◆ **PROBLEM DESCRIPTION**
What lines of the data below include the word "const"? Report them by copying each.

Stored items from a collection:

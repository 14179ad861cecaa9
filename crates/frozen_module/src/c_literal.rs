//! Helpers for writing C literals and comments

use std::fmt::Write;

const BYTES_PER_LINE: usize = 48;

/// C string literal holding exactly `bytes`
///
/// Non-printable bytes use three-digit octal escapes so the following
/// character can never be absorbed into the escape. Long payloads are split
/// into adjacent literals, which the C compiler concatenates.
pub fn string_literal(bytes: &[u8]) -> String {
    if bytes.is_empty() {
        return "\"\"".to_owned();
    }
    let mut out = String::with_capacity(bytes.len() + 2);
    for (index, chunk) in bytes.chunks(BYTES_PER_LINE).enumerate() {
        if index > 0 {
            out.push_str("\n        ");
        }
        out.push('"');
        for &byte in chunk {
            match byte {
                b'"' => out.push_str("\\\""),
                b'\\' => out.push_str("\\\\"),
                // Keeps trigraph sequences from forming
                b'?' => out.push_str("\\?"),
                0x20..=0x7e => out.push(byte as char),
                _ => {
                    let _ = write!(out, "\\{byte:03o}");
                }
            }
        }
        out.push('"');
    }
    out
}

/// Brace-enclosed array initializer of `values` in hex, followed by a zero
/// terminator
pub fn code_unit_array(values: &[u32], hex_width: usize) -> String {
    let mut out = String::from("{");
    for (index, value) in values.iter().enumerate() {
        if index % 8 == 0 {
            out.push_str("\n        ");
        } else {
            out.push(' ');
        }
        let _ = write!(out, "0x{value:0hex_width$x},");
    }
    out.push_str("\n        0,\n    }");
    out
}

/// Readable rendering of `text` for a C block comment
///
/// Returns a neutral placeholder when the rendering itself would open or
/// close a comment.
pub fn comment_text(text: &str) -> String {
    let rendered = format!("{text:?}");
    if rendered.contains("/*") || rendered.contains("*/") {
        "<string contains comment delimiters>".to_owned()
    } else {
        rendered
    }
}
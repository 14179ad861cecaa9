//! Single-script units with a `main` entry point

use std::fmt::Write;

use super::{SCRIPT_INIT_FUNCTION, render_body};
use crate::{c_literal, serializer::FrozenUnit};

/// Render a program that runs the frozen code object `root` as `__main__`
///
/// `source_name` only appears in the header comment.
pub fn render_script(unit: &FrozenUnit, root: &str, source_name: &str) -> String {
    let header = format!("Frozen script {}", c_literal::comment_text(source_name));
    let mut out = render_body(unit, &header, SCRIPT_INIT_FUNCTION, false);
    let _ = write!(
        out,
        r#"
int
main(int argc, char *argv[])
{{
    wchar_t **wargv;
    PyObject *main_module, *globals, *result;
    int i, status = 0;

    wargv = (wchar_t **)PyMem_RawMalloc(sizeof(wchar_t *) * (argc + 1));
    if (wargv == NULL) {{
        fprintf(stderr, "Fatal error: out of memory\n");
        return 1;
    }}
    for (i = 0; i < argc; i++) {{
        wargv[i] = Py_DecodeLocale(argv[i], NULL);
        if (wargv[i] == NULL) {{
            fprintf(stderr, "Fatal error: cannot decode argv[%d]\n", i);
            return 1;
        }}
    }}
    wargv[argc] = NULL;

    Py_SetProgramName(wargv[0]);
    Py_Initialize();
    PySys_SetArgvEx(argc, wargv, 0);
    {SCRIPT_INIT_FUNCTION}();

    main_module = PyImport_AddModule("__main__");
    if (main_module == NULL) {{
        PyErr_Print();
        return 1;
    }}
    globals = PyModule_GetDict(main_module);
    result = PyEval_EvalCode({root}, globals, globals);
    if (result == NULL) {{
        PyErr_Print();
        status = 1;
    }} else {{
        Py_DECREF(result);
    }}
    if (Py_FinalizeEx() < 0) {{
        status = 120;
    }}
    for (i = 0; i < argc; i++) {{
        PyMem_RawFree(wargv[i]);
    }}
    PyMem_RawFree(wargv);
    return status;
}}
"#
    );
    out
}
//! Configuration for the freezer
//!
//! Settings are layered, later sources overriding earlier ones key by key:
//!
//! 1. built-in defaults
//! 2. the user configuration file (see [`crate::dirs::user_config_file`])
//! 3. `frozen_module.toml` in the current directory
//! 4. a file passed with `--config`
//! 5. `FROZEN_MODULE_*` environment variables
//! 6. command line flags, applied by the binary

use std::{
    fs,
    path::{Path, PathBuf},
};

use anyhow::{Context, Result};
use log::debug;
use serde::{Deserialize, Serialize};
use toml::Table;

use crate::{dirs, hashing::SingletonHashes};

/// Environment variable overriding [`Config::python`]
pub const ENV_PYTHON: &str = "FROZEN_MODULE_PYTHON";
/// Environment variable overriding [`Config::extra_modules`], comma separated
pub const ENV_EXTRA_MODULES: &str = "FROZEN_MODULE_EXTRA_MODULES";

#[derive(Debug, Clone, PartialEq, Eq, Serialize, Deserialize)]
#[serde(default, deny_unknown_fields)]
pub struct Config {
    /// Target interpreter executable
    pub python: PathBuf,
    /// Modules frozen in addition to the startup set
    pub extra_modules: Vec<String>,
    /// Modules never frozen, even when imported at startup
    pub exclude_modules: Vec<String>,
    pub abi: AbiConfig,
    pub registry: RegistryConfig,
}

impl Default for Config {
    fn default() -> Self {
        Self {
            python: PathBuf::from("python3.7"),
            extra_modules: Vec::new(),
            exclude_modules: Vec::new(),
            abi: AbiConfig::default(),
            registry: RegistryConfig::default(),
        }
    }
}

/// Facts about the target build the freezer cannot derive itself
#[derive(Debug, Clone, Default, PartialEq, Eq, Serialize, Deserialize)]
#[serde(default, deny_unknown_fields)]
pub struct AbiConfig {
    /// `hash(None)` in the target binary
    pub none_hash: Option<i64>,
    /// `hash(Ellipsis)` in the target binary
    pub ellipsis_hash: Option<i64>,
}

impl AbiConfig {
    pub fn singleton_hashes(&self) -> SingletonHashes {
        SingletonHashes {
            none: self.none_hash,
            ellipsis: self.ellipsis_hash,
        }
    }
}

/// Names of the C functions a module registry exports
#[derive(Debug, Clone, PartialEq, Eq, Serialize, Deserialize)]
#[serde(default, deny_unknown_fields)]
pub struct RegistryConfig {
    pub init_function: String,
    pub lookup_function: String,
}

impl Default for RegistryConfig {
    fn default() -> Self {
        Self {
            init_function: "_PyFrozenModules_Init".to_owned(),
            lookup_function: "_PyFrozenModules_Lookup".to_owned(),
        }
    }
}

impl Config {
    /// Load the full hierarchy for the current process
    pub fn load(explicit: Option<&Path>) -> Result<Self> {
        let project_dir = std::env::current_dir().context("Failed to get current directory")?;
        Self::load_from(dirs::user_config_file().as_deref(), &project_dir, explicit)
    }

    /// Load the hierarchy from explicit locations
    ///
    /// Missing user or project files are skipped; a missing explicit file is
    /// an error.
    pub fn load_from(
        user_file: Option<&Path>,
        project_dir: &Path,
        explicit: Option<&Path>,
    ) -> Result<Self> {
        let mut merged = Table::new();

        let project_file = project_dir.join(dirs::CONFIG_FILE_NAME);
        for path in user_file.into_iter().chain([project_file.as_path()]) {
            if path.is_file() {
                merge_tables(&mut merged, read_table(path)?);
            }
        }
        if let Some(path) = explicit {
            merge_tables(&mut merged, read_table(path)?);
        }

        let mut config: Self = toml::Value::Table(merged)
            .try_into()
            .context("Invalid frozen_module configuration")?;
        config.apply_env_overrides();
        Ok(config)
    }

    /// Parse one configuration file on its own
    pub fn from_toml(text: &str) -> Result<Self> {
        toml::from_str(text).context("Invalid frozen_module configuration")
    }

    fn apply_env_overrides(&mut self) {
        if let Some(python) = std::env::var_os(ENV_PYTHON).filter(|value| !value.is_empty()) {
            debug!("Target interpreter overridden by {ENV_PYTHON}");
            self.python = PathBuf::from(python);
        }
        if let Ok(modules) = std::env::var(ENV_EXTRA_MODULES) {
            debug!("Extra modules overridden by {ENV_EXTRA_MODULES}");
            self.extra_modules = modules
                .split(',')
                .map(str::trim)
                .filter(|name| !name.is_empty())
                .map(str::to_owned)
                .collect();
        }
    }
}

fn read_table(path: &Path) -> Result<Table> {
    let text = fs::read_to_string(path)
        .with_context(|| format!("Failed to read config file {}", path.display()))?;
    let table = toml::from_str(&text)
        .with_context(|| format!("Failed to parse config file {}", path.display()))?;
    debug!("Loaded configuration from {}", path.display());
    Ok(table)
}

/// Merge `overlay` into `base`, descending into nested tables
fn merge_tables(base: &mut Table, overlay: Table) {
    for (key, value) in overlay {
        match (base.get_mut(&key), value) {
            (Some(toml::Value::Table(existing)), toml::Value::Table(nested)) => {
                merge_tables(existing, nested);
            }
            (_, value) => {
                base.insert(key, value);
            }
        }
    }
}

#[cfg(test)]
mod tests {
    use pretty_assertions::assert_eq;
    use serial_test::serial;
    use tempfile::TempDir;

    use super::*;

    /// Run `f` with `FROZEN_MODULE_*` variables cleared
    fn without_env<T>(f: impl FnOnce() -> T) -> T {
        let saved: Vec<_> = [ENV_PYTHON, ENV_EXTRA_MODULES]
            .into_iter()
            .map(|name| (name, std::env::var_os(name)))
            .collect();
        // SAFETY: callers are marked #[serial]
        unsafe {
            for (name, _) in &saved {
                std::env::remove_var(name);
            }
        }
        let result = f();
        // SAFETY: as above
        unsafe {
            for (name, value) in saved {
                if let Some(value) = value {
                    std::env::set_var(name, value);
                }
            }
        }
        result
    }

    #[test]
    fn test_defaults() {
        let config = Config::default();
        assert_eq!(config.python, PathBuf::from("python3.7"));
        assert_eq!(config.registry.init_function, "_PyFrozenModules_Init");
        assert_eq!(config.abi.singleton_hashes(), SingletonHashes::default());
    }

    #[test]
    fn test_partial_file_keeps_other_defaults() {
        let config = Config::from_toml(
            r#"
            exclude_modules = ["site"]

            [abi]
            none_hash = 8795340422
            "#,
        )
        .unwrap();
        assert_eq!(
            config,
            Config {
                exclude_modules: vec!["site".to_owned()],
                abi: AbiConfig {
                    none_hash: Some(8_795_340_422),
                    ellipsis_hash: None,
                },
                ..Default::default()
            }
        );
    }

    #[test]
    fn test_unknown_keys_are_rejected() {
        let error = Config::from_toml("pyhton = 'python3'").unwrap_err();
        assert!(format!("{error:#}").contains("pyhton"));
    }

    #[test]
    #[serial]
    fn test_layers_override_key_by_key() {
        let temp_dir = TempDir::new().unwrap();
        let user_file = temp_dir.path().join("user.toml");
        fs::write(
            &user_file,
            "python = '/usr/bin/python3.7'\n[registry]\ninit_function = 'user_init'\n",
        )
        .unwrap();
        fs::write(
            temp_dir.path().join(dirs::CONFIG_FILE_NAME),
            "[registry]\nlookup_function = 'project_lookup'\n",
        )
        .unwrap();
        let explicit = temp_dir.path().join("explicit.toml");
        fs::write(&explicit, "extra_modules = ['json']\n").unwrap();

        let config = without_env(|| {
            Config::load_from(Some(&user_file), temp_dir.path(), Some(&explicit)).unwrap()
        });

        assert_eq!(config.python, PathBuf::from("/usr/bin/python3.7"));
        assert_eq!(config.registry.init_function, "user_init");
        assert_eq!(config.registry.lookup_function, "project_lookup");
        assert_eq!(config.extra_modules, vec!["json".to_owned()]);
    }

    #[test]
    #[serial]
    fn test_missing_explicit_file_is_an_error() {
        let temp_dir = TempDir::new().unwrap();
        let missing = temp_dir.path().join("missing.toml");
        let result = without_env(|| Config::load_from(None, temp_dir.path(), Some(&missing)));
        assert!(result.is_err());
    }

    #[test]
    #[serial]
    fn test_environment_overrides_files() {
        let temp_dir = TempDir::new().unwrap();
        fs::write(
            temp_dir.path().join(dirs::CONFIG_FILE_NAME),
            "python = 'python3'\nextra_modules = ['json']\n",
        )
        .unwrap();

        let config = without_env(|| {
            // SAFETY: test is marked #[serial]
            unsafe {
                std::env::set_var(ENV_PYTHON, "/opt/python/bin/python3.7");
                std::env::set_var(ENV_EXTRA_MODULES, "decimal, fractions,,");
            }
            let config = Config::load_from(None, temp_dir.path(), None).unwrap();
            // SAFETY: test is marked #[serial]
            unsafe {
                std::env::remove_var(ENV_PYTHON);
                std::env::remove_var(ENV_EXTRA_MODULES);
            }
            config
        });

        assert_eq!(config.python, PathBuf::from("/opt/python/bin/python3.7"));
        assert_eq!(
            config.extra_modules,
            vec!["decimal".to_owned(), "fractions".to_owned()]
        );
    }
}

◆ **EXERCISE RESULT**
const BYTES_PER_LINE: usize = 48;
pub const ENV_PYTHON: &str = "FROZEN_MODULE_PYTHON";
pub const ENV_EXTRA_MODULES: &str = "FROZEN_MODULE_EXTRA_MODULES";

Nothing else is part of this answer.